Both under diversification and over diversification are common mistakes made in portfolio management. Most studies show optimization occurs somewhere between 15 and 30 individual investments. I have found beyond this becomes too much to manage and may provide diminishing returns. I like to have some classic plays like a solid S&P dividend ETF (may favorite is VDADX), a bond fund and a few core holdings that I do not touch. I pad this with exposure to sector ETF’s and some individual stocks that I believe are good mid term plays. I sprinkle in 2-3% crypto, 10% REIT’s and Real Estate, 10% international and I have diversified pretty well.

4. Invest For the Long Term

Yes, I like to take 5% of assets and do short term trades. But 95% of assets are in investments. Effective investors realize if you buy an investment at a favorable price it may take time for the market to recognize its true value.

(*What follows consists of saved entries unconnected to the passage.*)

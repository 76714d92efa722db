//! Repository for the `regionais` table.

use plano_core::payload::RegionalPayload;
use plano_core::types::DbId;
use sqlx::PgPool;

use crate::models::regional::Regional;

/// Column list shared across queries to avoid repetition.
const COLUMNS: &str = "id, nome_regional, created_at, created_by";

/// Provides CRUD operations for regionais.
pub struct RegionalRepo;

impl RegionalRepo {
    /// Insert a new regional attributed to `created_by`, returning the created row.
    pub async fn create(
        pool: &PgPool,
        input: &RegionalPayload,
        created_by: DbId,
    ) -> Result<Regional, sqlx::Error> {
        let query = format!(
            "INSERT INTO regionais (nome_regional, created_by)
             VALUES ($1, $2)
             RETURNING {COLUMNS}"
        );
        sqlx::query_as::<_, Regional>(&query)
            .bind(&input.nome_regional)
            .bind(created_by)
            .fetch_one(pool)
            .await
    }

    pub async fn find_by_id(pool: &PgPool, id: DbId) -> Result<Option<Regional>, sqlx::Error> {
        let query = format!("SELECT {COLUMNS} FROM regionais WHERE id = $1");
        sqlx::query_as::<_, Regional>(&query)
            .bind(id)
            .fetch_optional(pool)
            .await
    }

    /// List every regional ordered by name.
    pub async fn list(pool: &PgPool) -> Result<Vec<Regional>, sqlx::Error> {
        let query = format!("SELECT {COLUMNS} FROM regionais ORDER BY nome_regional ASC");
        sqlx::query_as::<_, Regional>(&query).fetch_all(pool).await
    }

    /// Rename a regional. Returns `None` if no row with the given `id` exists.
    pub async fn update(
        pool: &PgPool,
        id: DbId,
        input: &RegionalPayload,
    ) -> Result<Option<Regional>, sqlx::Error> {
        let query = format!(
            "UPDATE regionais SET nome_regional = $2
             WHERE id = $1
             RETURNING {COLUMNS}"
        );
        sqlx::query_as::<_, Regional>(&query)
            .bind(id)
            .bind(&input.nome_regional)
            .fetch_optional(pool)
            .await
    }

    /// Delete a regional. Returns `true` if a row was removed.
    ///
    /// Fails with a foreign-key violation while responsáveis or plan actions
    /// still reference it.
    pub async fn delete(pool: &PgPool, id: DbId) -> Result<bool, sqlx::Error> {
        let result = sqlx::query("DELETE FROM regionais WHERE id = $1")
            .bind(id)
            .execute(pool)
            .await?;
        Ok(result.rows_affected() > 0)
    }
}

Long term investing is one of the most important investing principles because short term trading usually leads to poor long term performance. This is common because many investors let fear and greed cause them to make bad decisions. The long term will take care of itself if you make wise investment decisions.

5. Keep Expenses Low

Most investors don’t realize how much difference high expenses make to their portfolio. Take a look at the what happens to your returns with a 1% higher expense ratio; On a $100k investment over 30 years, a .4% expense ratio vs. a 1.4% ratio, seems like only 1%. It adds up to $146k lost in fees!!!

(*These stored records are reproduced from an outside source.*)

#[async_trait]
impl PlanStore for FakeStore {
    async fn sign_in(&self, email: &str, password: &str) -> Result<Session, StoreError> {
        self.enter("sign_in")?;
        let mut data = self.data.lock().unwrap();
        let user = data
            .accounts
            .iter()
            .find(|(e, p, _)| e == email && p == password)
            .map(|(_, _, u)| u.clone())
            .ok_or_else(|| StoreError::Unauthorized("Invalid email or password".into()))?;
        data.actor = Some(user.clone());
        Ok(session_for(&user))
    }

    async fn sign_up(&self, email: &str, password: &str) -> Result<Session, StoreError> {
        self.enter("sign_up")?;
        let mut data = self.data.lock().unwrap();
        if data.accounts.iter().any(|(e, _, _)| e == email) {
            return Err(StoreError::Api {
                status: 409,
                code: "CONFLICT".into(),
                message: "email taken".into(),
            });
        }
        let user = User {
            id: data.next_id(),
            email: email.to_string(),
        };
        data.accounts
            .push((email.to_string(), password.to_string(), user.clone()));
        data.actor = Some(user.clone());
        Ok(session_for(&user))
    }

    async fn restore_session(&self, refresh_token: &str) -> Result<Session, StoreError> {
        self.enter("restore_session")?;
        let mut data = self.data.lock().unwrap();
        let user = data
            .accounts
            .iter()
            .map(|(_, _, u)| u)
            .find(|u| session_for(u).refresh_token == refresh_token)
            .cloned()
            .ok_or_else(|| StoreError::Unauthorized("Invalid or expired refresh token".into()))?;
        data.actor = Some(user.clone());
        Ok(session_for(&user))
    }

    async fn sign_out(&self) -> Result<(), StoreError> {
        self.enter("sign_out")?;
        self.data.lock().unwrap().actor = None;
        Ok(())
    }

    async fn list_regionais(&self) -> Result<Vec<Regional>, StoreError> {
        self.enter("list_regionais")?;
        let mut rows = self.data.lock().unwrap().regionais.clone();
        rows.sort_by(|a, b| a.nome_regional.cmp(&b.nome_regional));
        Ok(rows)
    }

    async fn create_regional(&self, input: &RegionalPayload) -> Result<Regional, StoreError> {
        self.enter("create_regional")?;
        let id = self.seed_regional(&input.nome_regional);
        let data = self.data.lock().unwrap();
        Ok(data.regionais.iter().find(|r| r.id == id).cloned().unwrap())
    }

    async fn update_regional(
        &self,
        id: DbId,
        input: &RegionalPayload,
    ) -> Result<Regional, StoreError> {
        self.enter("update_regional")?;
        let mut data = self.data.lock().unwrap();
        let row = data.regionais.iter_mut().find(|r| r.id == id).ok_or_else(not_found)?;
        row.nome_regional = input.nome_regional.clone();
        Ok(row.clone())
    }

    async fn delete_regional(&self, id: DbId) -> Result<(), StoreError> {
        self.enter("delete_regional")?;
        let mut data = self.data.lock().unwrap();
        let referenced = data.responsaveis.iter().any(|r| r.regional_id == id)
            || data.planos.iter().any(|p| p.regional_id == id);
        if referenced {
            return Err(StoreError::DependentRecords(
                "Cannot delete Regional: dependent records exist".into(),
            ));
        }
        let before = data.regionais.len();
        data.regionais.retain(|r| r.id != id);
        if data.regionais.len() == before {
            return Err(not_found());
        }
        Ok(())
    }

    async fn list_responsaveis(&self) -> Result<Vec<Responsavel>, StoreError> {
        self.enter("list_responsaveis")?;
        let data = self.data.lock().unwrap();
        let mut rows: Vec<Responsavel> = data
            .responsaveis
            .iter()
            .map(|r| data.joined_responsavel(r))
            .collect();
        rows.sort_by(|a, b| a.nome_responsavel.cmp(&b.nome_responsavel));
        Ok(rows)
    }

    async fn create_responsavel(
        &self,
        input: &ResponsavelPayload,
    ) -> Result<Responsavel, StoreError> {
        self.enter("create_responsavel")?;
        if self.data.lock().unwrap().regional_name(input.regional_id).is_none() {
            return Err(invalid_reference());
        }
        let id = self.seed_responsavel(&input.nome_responsavel, input.regional_id);
        let data = self.data.lock().unwrap();
        let row = data.responsaveis.iter().find(|r| r.id == id).unwrap();
        Ok(data.joined_responsavel(row))
    }

    async fn update_responsavel(
        &self,
        id: DbId,
        input: &ResponsavelPayload,
    ) -> Result<Responsavel, StoreError> {
        self.enter("update_responsavel")?;
        let mut data = self.data.lock().unwrap();
        if data.regional_name(input.regional_id).is_none() {
            return Err(invalid_reference());
        }
        let row = data
            .responsaveis
            .iter_mut()
            .find(|r| r.id == id)
            .ok_or_else(not_found)?;
        row.nome_responsavel = input.nome_responsavel.clone();
        row.regional_id = input.regional_id;
        let row = row.clone();
        Ok(data.joined_responsavel(&row))
    }

    async fn delete_responsavel(&self, id: DbId) -> Result<(), StoreError> {
        self.enter("delete_responsavel")?;
        let mut data = self.data.lock().unwrap();
        if data.planos.iter().any(|p| p.responsavel_id == id) {
            return Err(StoreError::DependentRecords(
                "Cannot delete Responsavel: dependent records exist".into(),
            ));
        }
        let before = data.responsaveis.len();
        data.responsaveis.retain(|r| r.id != id);
        if data.responsaveis.len() == before {
            return Err(not_found());
        }
        Ok(())
    }

    async fn list_planos(&self, filter: &PlanoFilter) -> Result<Vec<PlanoAnual>, StoreError> {
        self.enter("list_planos")?;
        let data = self.data.lock().unwrap();
        let mut rows: Vec<PlanoAnual> = data
            .planos
            .iter()
            .filter(|p| filter.matches(p.regional_id, p.responsavel_id, p.status))
            .map(|p| data.joined_plano(p))
            .collect();
        rows.sort_by(|a, b| b.prazo_fim.cmp(&a.prazo_fim));
        Ok(rows)
    }

    async fn create_plano(&self, input: &PlanoPayload) -> Result<PlanoAnual, StoreError> {
        self.enter("create_plano")?;
        let mut data = self.data.lock().unwrap();
        if data.regional_name(input.regional_id).is_none()
            || data.responsavel_name(input.responsavel_id).is_none()
        {
            return Err(invalid_reference());
        }
        Ok(insert_plano(&mut data, input))
    }

    async fn update_plano(
        &self,
        id: DbId,
        input: &PlanoPayload,
    ) -> Result<PlanoAnual, StoreError> {
        self.enter("update_plano")?;
        let mut data = self.data.lock().unwrap();
        let row = data.planos.iter_mut().find(|p| p.id == id).ok_or_else(not_found)?;
        row.regional_id = input.regional_id;
        row.responsavel_id = input.responsavel_id;
        row.acao = input.acao.clone();
        row.descricao = input.descricao.clone();
        row.objetivo = input.objetivo.clone();
        row.prazo_inicio = input.prazo_inicio;
        row.prazo_fim = input.prazo_fim;
        row.status = input.status;
        row.observacoes = input.observacoes.clone();
        row.data_atualizacao = Utc::now();
        let row = row.clone();
        Ok(data.joined_plano(&row))
    }

    async fn delete_plano(&self, id: DbId) -> Result<(), StoreError> {
        self.enter("delete_plano")?;
        let mut data = self.data.lock().unwrap();
        let before = data.planos.len();
        data.planos.retain(|p| p.id != id);
        if data.planos.len() == before {
            return Err(not_found());
        }
        Ok(())
    }
}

The bottomline , over a 30 year period, an increase in expenses of 1% can cost your portfolio dearly.

6. Do Not Forget About Compounding

Compounding is a powerful financial concept. I specifically like the power of dividend growth compounding. Basically, every dollar made over time that is reinvested makes even more dollars. Make sure you enable DRIP (dividend reinvestment in your brokerage for dividend stocks and ETFs).

7. Anticipate Market Volatility and Use Risk Management

Markets are typically manic depressive. One day up, one day down and on and on. You can control your portfolio volatility but you cannot control the inevitable volatility of investment markets. Therefore, you should be prepared to take advantage of investment opportunities. At the same time, you need to be cognizant of overvalued assets and be willing to move to cash when conditions are unfavorable. Admittedly, this is not easy, but with a sound approach it can be done in many conditions.

Manage Your Own Destiny

There are all kinds of investment advisors out there that will lead people astray. We need to educate ourselves and take charge of our own financial situation. And this is not easy in a sometimes confusing environment with a lot of noise. We want to be less noise and more signal.

Technology and the internet have brought down transaction costs and provide the means to get information and guidance at a very low cost. There has never been a better time period for the self-directed investor who is willing to put a little effort into investing.